Activity ▸
Within the listing below, please show every line carrying the string "description".

Data supplied ▸
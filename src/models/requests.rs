//! Request DTOs for the todo service API
//!
//! Defines the structure of incoming HTTP request bodies.

use serde::Deserialize;

use super::item::{ItemFields, DEFAULT_STATUS};

/// Request body for the create and update operations
/// (POST /items, PUT /items/:id)
///
/// # Fields
/// - `id`: optional client-supplied identifier (create only; the update
///   key comes from the path)
/// - `name`: required task name
/// - `description`, `status`, `dueDate`: optional, defaulted at conversion
#[derive(Debug, Clone, Deserialize)]
#[serde(rename_all = "camelCase")]
pub struct WriteItemRequest {
    /// Optional client-supplied identifier
    #[serde(default)]
    pub id: Option<String>,
    /// The task name
    #[serde(default)]
    pub name: Option<String>,
    /// Optional details
    #[serde(default)]
    pub description: Option<String>,
    /// Optional workflow status
    #[serde(default)]
    pub status: Option<String>,
    /// Optional due date
    #[serde(default)]
    pub due_date: Option<String>,
}

impl WriteItemRequest {
    /// Validates the request data
    ///
    /// Returns an error message if validation fails, None if valid.
    pub fn validate(&self) -> Option<String> {
        match self.name.as_deref() {
            None => Some("Missing required field: name".to_string()),
            Some("") => Some("Field 'name' cannot be empty".to_string()),
            Some(_) => None,
        }
    }

    /// Converts the body into stored fields, applying defaults for
    /// everything but `name`. Call [`validate`](Self::validate) first.
    pub fn into_fields(self) -> ItemFields {
        ItemFields {
            name: self.name.unwrap_or_default(),
            description: self.description.unwrap_or_default(),
            status: self.status.unwrap_or_else(|| DEFAULT_STATUS.to_string()),
            due_date: self.due_date,
        }
    }
}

Result of this exercise ▸
/// - `description`, `status`, `dueDate`: optional, defaulted at conversion
    pub description: Option<String>,
            description: self.description.unwrap_or_default(),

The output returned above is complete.